I've used St. Ives scrubs for years and I l think they're great! They're even better since they've come out with different formulas depending on your skin needs. They make my skin nice and smooth and for the cost you can't beat 'em!

As for Aveeno moisturizers, I really like the Positively Ageless with spf 30. It seems to work just as well as many of the more high end brands I've paid for.


----------



## Solimar (Jan 2, 2008)

Aveeno is a great skincare line. As for St Ives, the Apricot Scrub, is very harsh, even though it may not seem like it, as the exfoliant (walnuts, I believe) are not perfectly round. They have jagged edges, and can cut your skin, though you will probably never see them. I know it has worked for many people, but it really depends on you. If your skin is sensitive, or if your skin starts to change negatively, I'd stop. A better choice might be sugar or baking soda.


----------



## LittleMissLilo (Jan 2, 2008)

Thanks everyone! I'm going to try and buy some either today or tomorrow and try it out. I'm in need of something for my skin.


----------



## cassie4mark (Jan 2, 2008)

I love the medicated St. Ives apricot scrub.... my face feels so fresh and clean after using. I have acne-prone skin though, but if you have really sensitive skin I would use this only about once a week or so as the medicated version has both chemical (salicylic acid) and surface exfoliators, but my skin needs this!


----------



## flawlessbylisa (Jan 6, 2008)

I've used the facial scrubs in the past however, after reading some info on the St. Ives product line on cosmeticcop.com I stopped.


----------



## YourOneAndOnly (Jan 6, 2008)

I wouldn't use the apricot scrub, i used to have it a while back but i heard it was too abrasive for the skin. I would try something less harsh. And I have never tried the Aveeno moisturizer, i'd like to though. My words of advice are just not too exfoliate too much, maybe like 1-2 times a week.


----------



## jessiej78 (Jan 6, 2008)

As for the St. Ives Scrub- the original one is way too harsh, I think. I use the gentle one for sensitive skin and it is much better. Aveeno is a great line. I use their hair-diminishing face lotion and it actually works! I was surprised how well it works.


----------



## SimplyElegant (Jan 6, 2008)

I love Aveeno's moisturizers for in the winter and fall.

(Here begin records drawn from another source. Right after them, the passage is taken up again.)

// ABOUTME: Static resolution pass binding every variable use to a lexical depth
// and validating function/class context rules before execution

use crate::ast::{Expr, ExprId, ExprKind, FunctionDecl, Stmt};
use crate::error::Diagnostics;
use crate::token::Token;
use std::collections::HashMap;
use std::rc::Rc;

#[derive(Debug, Clone, Copy, PartialEq, Eq)]
enum FunctionType {
    None,
    Function,
    Initializer,
    Method,
}

#[derive(Debug, Clone, Copy, PartialEq, Eq)]
enum ClassType {
    None,
    Class,
    Subclass,
}

/// Walks the AST once, maintaining a stack of block scopes. Each scope maps
/// a name to whether its initializer has finished. The global scope is not
/// on the stack; names that resolve to no scope are left out of the
/// side-table and looked up in globals at runtime.
pub struct Resolver<'a> {
    diagnostics: &'a mut Diagnostics,
    scopes: Vec<HashMap<String, bool>>,
    locals: HashMap<ExprId, usize>,
    current_function: FunctionType,
    current_class: ClassType,
}

impl<'a> Resolver<'a> {
    pub fn new(diagnostics: &'a mut Diagnostics) -> Self {
        Resolver {
            diagnostics,
            scopes: Vec::new(),
            locals: HashMap::new(),
            current_function: FunctionType::None,
            current_class: ClassType::None,
        }
    }

    /// Resolve a program, producing the side-table the interpreter consumes:
    /// expression id → number of scopes between the use and its declaration.
    pub fn resolve(mut self, statements: &[Stmt]) -> HashMap<ExprId, usize> {
        self.resolve_statements(statements);
        self.locals
    }

    fn resolve_statements(&mut self, statements: &[Stmt]) {
        for statement in statements {
            self.resolve_statement(statement);
        }
    }

    fn resolve_statement(&mut self, statement: &Stmt) {
        match statement {
            Stmt::Block(statements) => {
                self.begin_scope();
                self.resolve_statements(statements);
                self.end_scope();
            }
            Stmt::Var { name, initializer } => {
                self.declare(name);
                if let Some(initializer) = initializer {
                    self.resolve_expression(initializer);
                }
                self.define(name);
            }
            Stmt::Function(declaration) => {
                self.declare(&declaration.name);
                self.define(&declaration.name);
                self.resolve_function(declaration, FunctionType::Function);
            }
            Stmt::Expression(expression) | Stmt::Print(expression) => {
                self.resolve_expression(expression);
            }
            Stmt::If {
                condition,
                then_branch,
                else_branch,
            } => {
                self.resolve_expression(condition);
                self.resolve_statement(then_branch);
                if let Some(else_branch) = else_branch {
                    self.resolve_statement(else_branch);
                }
            }
            Stmt::While { condition, body } => {
                self.resolve_expression(condition);
                self.resolve_statement(body);
            }
            Stmt::Return { keyword, value } => {
                if self.current_function == FunctionType::None {
                    self.diagnostics
                        .error_at(keyword, "Can't return from top-level code.");
                }
                if let Some(value) = value {
                    if self.current_function == FunctionType::Initializer {
                        self.diagnostics
                            .error_at(keyword, "Can't return a value from an initializer.");
                    }
                    self.resolve_expression(value);
                }
            }
            Stmt::Class {
                name,
                superclass,
                methods,
            } => self.resolve_class(name, superclass.as_ref(), methods),
        }
    }

    fn resolve_class(
        &mut self,
        name: &Token,
        superclass: Option<&Expr>,
        methods: &[Rc<FunctionDecl>],
    ) {
        let enclosing = self.current_class;
        self.current_class = ClassType::Class;

        self.declare(name);
        self.define(name);

        if let Some(superclass_expr) = superclass {
            if let ExprKind::Variable { name: super_name } = &superclass_expr.kind {
                if super_name.lexeme == name.lexeme {
                    self.diagnostics
                        .error_at(super_name, "A class can't inherit from itself.");
                }
            }

            self.current_class = ClassType::Subclass;
            self.resolve_expression(superclass_expr);

            // Methods of a subclass close over 'super'.
            self.begin_scope();
            self.define_name("super");
        }

        // Every method closes over 'this'.
        self.begin_scope();
        self.define_name("this");

        for method in methods {
            let declaration_type = if method.name.lexeme == "init" {
                FunctionType::Initializer
            } else {
                FunctionType::Method
            };
            self.resolve_function(method, declaration_type);
        }

        self.end_scope();

        if superclass.is_some() {
            self.end_scope();
        }

        self.current_class = enclosing;
    }

    fn resolve_expression(&mut self, expression: &Expr) {
        match &expression.kind {
            ExprKind::Literal(_) => {}
            ExprKind::Grouping(inner) => self.resolve_expression(inner),
            ExprKind::Unary { right, .. } => self.resolve_expression(right),
            ExprKind::Binary { left, right, .. } | ExprKind::Logical { left, right, .. } => {
                self.resolve_expression(left);
                self.resolve_expression(right);
            }
            ExprKind::Variable { name } => {
                if let Some(scope) = self.scopes.last() {
                    if scope.get(&name.lexeme) == Some(&false) {
                        self.diagnostics.error_at(
                            name,
                            "Can't read local variable in its own initialiser.",
                        );
                    }
                }
                self.resolve_local(expression.id, name);
            }
            ExprKind::Assign { name, value } => {
                self.resolve_expression(value);
                self.resolve_local(expression.id, name);
            }
            ExprKind::Call {
                callee, arguments, ..
            } => {
                self.resolve_expression(callee);
                for argument in arguments {
                    self.resolve_expression(argument);
                }
            }
            ExprKind::Get { object, .. } => self.resolve_expression(object),
            ExprKind::Set { object, value, .. } => {
                self.resolve_expression(value);
                self.resolve_expression(object);
            }
            ExprKind::This { keyword } => {
                if self.current_class == ClassType::None {
                    self.diagnostics
                        .error_at(keyword, "Can't use 'this' outside of a class.");
                    return;
                }
                self.resolve_local(expression.id, keyword);
            }
            ExprKind::Super { keyword, .. } => {
                match self.current_class {
                    ClassType::None => {
                        self.diagnostics
                            .error_at(keyword, "Can't use 'super' outside of a class.");
                    }
                    ClassType::Class => {
                        self.diagnostics.error_at(
                            keyword,
                            "Can't use 'super' in a class with no superclass.",
                        );
                    }
                    ClassType::Subclass => {}
                }
                self.resolve_local(expression.id, keyword);
            }
        }
    }

    fn resolve_function(&mut self, declaration: &FunctionDecl, function_type: FunctionType) {
        let enclosing = self.current_function;
        self.current_function = function_type;

        self.begin_scope();
        for param in &declaration.params {
            self.declare(param);
            self.define(param);
        }
        self.resolve_statements(&declaration.body);
        self.end_scope();

        self.current_function = enclosing;
    }

    /// Scan the scope stack innermost-out; the first hit records the hop
    /// count. A miss means the reference is global and gets no entry.
    fn resolve_local(&mut self, id: ExprId, name: &Token) {
        for (index, scope) in self.scopes.iter().enumerate().rev() {
            if scope.contains_key(&name.lexeme) {
                self.locals.insert(id, self.scopes.len() - 1 - index);
                return;
            }
        }
    }

    fn declare(&mut self, name: &Token) {
        let Some(scope) = self.scopes.last_mut() else {
            return;
        };
        if scope.contains_key(&name.lexeme) {
            self.diagnostics
                .error_at(name, "Already a variable with this name in this scope.");
        }
        scope.insert(name.lexeme.clone(), false);
    }

    fn define(&mut self, name: &Token) {
        if let Some(scope) = self.scopes.last_mut() {
            scope.insert(name.lexeme.clone(), true);
        }
    }

    fn define_name(&mut self, name: &str) {
        if let Some(scope) = self.scopes.last_mut() {
            scope.insert(name.to_string(), true);
        }
    }

    fn begin_scope(&mut self) {
        self.scopes.push(HashMap::new());
    }

    fn end_scope(&mut self) {
        self.scopes.pop();
    }
}

#[cfg(test)]
mod tests {
    use super::*;
    use crate::lexer::Lexer;
    use crate::parser::Parser;

    fn resolve(source: &str) -> (HashMap<ExprId, usize>, Diagnostics) {
        let mut diagnostics = Diagnostics::new();
        let tokens = Lexer::new(source, &mut diagnostics).scan_tokens();
        let statements = Parser::new(tokens, &mut diagnostics).parse();
        assert!(!diagnostics.had_error, "parse errors in resolver test");
        let locals = Resolver::new(&mut diagnostics).resolve(&statements);
        (locals, diagnostics)
    }

    #[test]
    fn test_global_references_get_no_entry() {
        let (locals, diagnostics) = resolve("var a = 1; print a;");
        assert!(!diagnostics.had_error);
        assert!(locals.is_empty());
    }

    #[test]
    fn test_local_reference_depth_zero() {
        let (locals, diagnostics) = resolve("{ var a = 1; print a; }");
        assert!(!diagnostics.had_error);
        assert_eq!(locals.len(), 1);
        assert!(locals.values().all(|&depth| depth == 0));
    }

    #[test]
    fn test_nested_reference_depth_counts_scopes() {
        let (locals, diagnostics) = resolve("{ var a = 1; { { print a; } } }");
        assert!(!diagnostics.had_error);
        assert_eq!(locals.len(), 1);
        assert!(locals.values().all(|&depth| depth == 2));
    }

    #[test]
    fn test_parameter_resolves_at_function_scope() {
        let (locals, diagnostics) = resolve("fun f(x) { print x; }");
        assert!(!diagnostics.had_error);
        assert_eq!(locals.len(), 1);
        assert!(locals.values().all(|&depth| depth == 0));
    }

    #[test]
    fn test_closure_reference_crosses_function_scope() {
        let (locals, diagnostics) =
            resolve("{ var i = 0; fun count() { i = i + 1; } }");
        assert!(!diagnostics.had_error);
        // Both the read and the assignment of i resolve one scope out from
        // the function body.
        assert_eq!(locals.len(), 2);
        assert!(locals.values().all(|&depth| depth == 1));
    }

    #[test]
    fn test_resolver_is_deterministic() {
        let mut diagnostics = Diagnostics::new();
        let tokens = Lexer::new(
            "{ var a = 1; fun f(b) { { print a + b; } } }",
            &mut diagnostics,
        )
        .scan_tokens();
        let statements = Parser::new(tokens, &mut diagnostics).parse();

        let first = Resolver::new(&mut diagnostics).resolve(&statements);
        let second = Resolver::new(&mut diagnostics).resolve(&statements);
        assert_eq!(first, second);
        assert!(!diagnostics.had_error);
    }

    #[test]
    fn test_read_in_own_initializer() {
        let (_, diagnostics) = resolve("{ var a = a; }");
        assert!(diagnostics.had_error);
        assert!(diagnostics.messages()[0]
            .contains("Can't read local variable in its own initialiser."));
    }

    #[test]
    fn test_duplicate_declaration_in_scope() {
        let (_, diagnostics) = resolve("{ var a = 1; var a = 2; }");
        assert!(diagnostics.had_error);
        assert!(diagnostics.messages()[0]
            .contains("Already a variable with this name in this scope."));
    }

    #[test]
    fn test_duplicate_declaration_allowed_in_globals() {
        let (_, diagnostics) = resolve("var a = 1; var a = 2;");
        assert!(!diagnostics.had_error);
    }

    #[test]
    fn test_return_at_top_level() {
        let (_, diagnostics) = resolve("return 1;");
        assert!(diagnostics.had_error);
        assert!(diagnostics.messages()[0].contains("Can't return from top-level code."));
    }

    #[test]
    fn test_return_value_from_initializer() {
        let (_, diagnostics) = resolve("class C { init() { return 1; } }");
        assert!(diagnostics.had_error);
        assert!(diagnostics.messages()[0]
            .contains("Can't return a value from an initializer."));
    }

    #[test]
    fn test_bare_return_from_initializer_is_fine() {
        let (_, diagnostics) = resolve("class C { init() { return; } }");
        assert!(!diagnostics.had_error);
    }

    #[test]
    fn test_this_outside_class() {
        let (_, diagnostics) = resolve("print this;");
        assert!(diagnostics.had_error);
        assert!(diagnostics.messages()[0].contains("Can't use 'this' outside of a class."));
    }

    #[test]
    fn test_super_outside_class() {
        let (_, diagnostics) = resolve("print super.m;");
        assert!(diagnostics.had_error);
        assert!(diagnostics.messages()[0].contains("Can't use 'super' outside of a class."));
    }

    #[test]
    fn test_super_without_superclass() {
        let (_, diagnostics) = resolve("class C { m() { super.m(); } }");
        assert!(diagnostics.had_error);
        assert!(diagnostics.messages()[0]
            .contains("Can't use 'super' in a class with no superclass."));
    }

    #[test]
    fn test_class_inheriting_from_itself() {
        let (_, diagnostics) = resolve("class A < A {}");
        assert!(diagnostics.had_error);
        assert!(diagnostics.messages()[0].contains("A class can't inherit from itself."));
    }
}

St Ives' scrubs are just too harsh and I'd avoid them.


----------



## pinksugar (Jan 6, 2008)

I agree with some of the others, I find the apricot scrub a little bit harsh on my skin. I'd reccomend a less abrasive product. I've never tried aveeno though


----------



## camaiu (Jan 6, 2008)

The apricot scrub is a bit harsh, but I never had a problem when I used it. It'd be way cheaper to just mix sugar (1/4 cup) and extra virgin olive oil (1 1/2 TBSP) as a scrub. It works REALLY well and makes your skin feel amazing afterwards!


----------



## katana (Jan 6, 2008)

My sisters both love the St.Ives apricot scrub, I didn't like it so much, but I'll finish what I have.

I personally didn't like Aveeno either, but I know a lot of women who do use it.

(The body wash is okay)


----------



## HannahNYC (Jan 6, 2008)

I tried the apricot scrub years ago when I was a teenager and it's pretty rough. That being said, if you have rather normal (not sensitive) skin go ahead and give it a shot. These days I prefer the exfoliating powers of a good old wash cloth though - it's economical and far less irritating.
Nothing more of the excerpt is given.